Computational modeling for the enhancement of thermosonicated Sohphie (Myrica esculenta) fruit juice quality using artificial neural networks (ANN) coupled with a genetic algorithm†
Abstract
This study investigated the impact of thermosonication on enhancing the nutritional characteristics of juice derived from Sohphie (Myrica esculenta) fruits. This investigation introduces an innovative approach utilizing artificial neural networks (ANNs) for the multifaceted optimization of the juice extraction process. Specifically, we focused on determining the most effective extraction parameters for thermosonication, including amplitude (30%, 40%, and 50%), treatment time (15, 30, 45, and 60 min) and temperature (30 °C, 40 °C, and 50 °C). The primary objective of this approach was to augment the nutritional and microbiological properties of Sohphie juice by improving its quality attributes such as ascorbic acid (AA) content, anti-oxidant activity (AOA), total anthocyanin content (TAC), total carotenoid content (TCC), total flavonoid content (TFC), total phenolic content (TPC), total viable count (TVC), and yeast and mould count (YMC).
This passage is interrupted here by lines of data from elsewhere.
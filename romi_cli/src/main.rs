mod calibrate;
mod cli;
mod error_fmt;
mod follow;
mod robot;

use std::path::Path;
use std::sync::Arc;
use std::sync::atomic::{AtomicBool, Ordering};
use std::time::Duration;

use clap::Parser;
use eyre::WrapErr;
use romi_config::{Config, PersistedCalibration};
use tracing_subscriber::EnvFilter;
use tracing_subscriber::fmt::writer::MakeWriterExt;

use crate::cli::{Cli, Commands, FILE_GUARD, JSON_MODE};
use crate::error_fmt::{exit_code_for_error, format_error_json, humanize};
use crate::follow::RunOptions;

fn main() {
    let cli = Cli::parse();
    let _ = JSON_MODE.set(cli.json);
    let _ = color_eyre::install();

    if let Err(err) = run(cli) {
        if JSON_MODE.get().copied().unwrap_or(false) {
            eprintln!("{}", format_error_json(&err));
        } else {
            eprintln!("{}", humanize(&err));
        }
        tracing::error!(error = ?err, "command failed");
        std::process::exit(exit_code_for_error(&err));
    }
}

fn run(cli: Cli) -> eyre::Result<()> {
    let text = std::fs::read_to_string(&cli.config)
        .wrap_err_with(|| format!("read config {}", cli.config.display()))?;
    let cfg = romi_config::load_toml(&text)
        .map_err(|e| eyre::eyre!("invalid configuration in {}: {e}", cli.config.display()))?;
    cfg.validate().wrap_err("invalid configuration")?;

    init_tracing(&cli, &cfg)?;
    tracing::debug!(config = %cli.config.display(), "config loaded");

    let calibration = resolve_calibration(&cfg, cli.calibration.as_deref())?;
    if let Some(cal) = &calibration
        && !cal.dark.is_empty()
        && cal.dark.len() != cfg.pins.line_channels.len()
    {
        eyre::bail!(
            "calibration arrays must have one entry per line sensor ({})",
            cfg.pins.line_channels.len()
        );
    }

    let shutdown = Arc::new(AtomicBool::new(false));
    {
        let flag = Arc::clone(&shutdown);
        ctrlc::set_handler(move || flag.store(true, Ordering::Relaxed))
            .wrap_err("install Ctrl-C handler")?;
    }

    let robot = robot::open(&cfg)?;
    match cli.cmd {
        Commands::Run {
            cycles,
            heading_hold,
            stop_on_bump,
            no_stop_on_bump,
        } => {
            let opts = RunOptions {
                cycles,
                heading_hold: heading_hold || cfg.control.heading_hold,
                stop_on_bump: Commands::stop_on_bump(
                    stop_on_bump,
                    no_stop_on_bump,
                    cfg.control.stop_on_bump,
                ),
            };
            let summary =
                follow::run_follow(&cfg, robot, calibration.as_ref(), opts, shutdown)?;
            if cli.json {
                println!("{}", summary.to_json());
            } else {
                summary.print_text();
            }
        }
        Commands::Calibrate { out, pause_ms } => {
            calibrate::run_calibrate(
                &cfg,
                robot,
                &out,
                Duration::from_millis(pause_ms),
                cli.json,
            )?;
        }
        Commands::SelfCheck => calibrate::run_self_check(&cfg, robot, cli.json)?,
    }
    Ok(())
}

/// A `--calibration` file wins over the config's `[calibration]` table.
fn resolve_calibration(
    cfg: &Config,
    path: Option<&Path>,
) -> eyre::Result<Option<PersistedCalibration>> {
    match path {
        Some(p) => {
            let cal = romi_config::load_calibration(p)
                .wrap_err_with(|| format!("load calibration {}", p.display()))?;
            cal.validate()?;
            Ok(Some(cal))
        }
        None => Ok(cfg.calibration.clone()),
    }
}

/// Logs go to stderr (JSON lines with `--json`) and, when `[logging].file` is
/// set, to a rolling file as well. The filter comes from `RUST_LOG`, then
/// `--log-level`, then `[logging].level`.
fn init_tracing(cli: &Cli, cfg: &Config) -> eyre::Result<()> {
    let level = std::env::var("RUST_LOG")
        .ok()
        .or_else(|| cli.log_level.clone())
        .or_else(|| cfg.logging.level.clone())
        .unwrap_or_else(|| "info".to_string());
    let filter = EnvFilter::try_new(&level).wrap_err_with(|| format!("invalid log level {level:?}"))?;

    let file_writer = match cfg.logging.file.as_deref() {
        Some(file) => {
            let path = Path::new(file);
            let dir = path
                .parent()
                .filter(|d| !d.as_os_str().is_empty())
                .unwrap_or_else(|| Path::new("."));
            let name = path
                .file_name()
                .ok_or_else(|| eyre::eyre!("logging.file has no file name: {file}"))?;
            let appender = match cfg.logging.rotation.as_deref().unwrap_or("never") {
                "daily" => tracing_appender::rolling::daily(dir, name),
                "hourly" => tracing_appender::rolling::hourly(dir, name),
                "never" => tracing_appender::rolling::never(dir, name),
                other => eyre::bail!("logging.rotation must be never, daily or hourly, got {other}"),
            };
            let (writer, guard) = tracing_appender::non_blocking(appender);
            let _ = FILE_GUARD.set(guard);
            Some(writer)
        }
        None => None,
    };

    let builder = tracing_subscriber::fmt()
        .with_env_filter(filter)
        .with_target(false);
    let result = match (cli.json, file_writer) {
        (true, Some(w)) => builder
            .json()
            .with_writer(std::io::stderr.and(w))
            .try_init(),
        (true, None) => builder.json().with_writer(std::io::stderr).try_init(),
        (false, Some(w)) => builder
            .with_writer(std::io::stderr.and(w))
            .try_init(),
        (false, None) => builder.with_writer(std::io::stderr).try_init(),
    };
    result.map_err(|e| eyre::eyre!("init logging: {e}"))
}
The maximum levels of AA (58.74 ± 3.56 mg/100 mL), AOA (66.11% ± 3.92%), TAC (48.50 ± 4.57 μg mL−1), TCC (133.60 ± 5.17 βCE μg mL−1), TFC (55.49 ± 3.86 mg quercetin equivalents (QE) per mL), TPC (78.94 ± 4.84 mg gallic acid equivalents (GAE) per mL), TVC (2.44 ± 0.23 log CFU mL−1) and YMC (1.01 ± 0.11 log CFU mL−1) were obtained in thermosonicated Sohphie juices (TSSJ) under optimal conditions. This study highlights that artificial neural networks (ANNs) coupled with a genetic algorithm (GA) are a beneficial resource for forecasting the extraction efficiency of Sohphie fruit juice (SJ) and suggests that employing thermosonication as a preservation method for SJ can potentially replace traditional thermal pasteurization. This strategy has the potential to reduce or prevent quality deterioration while enhancing the functionality of the juice.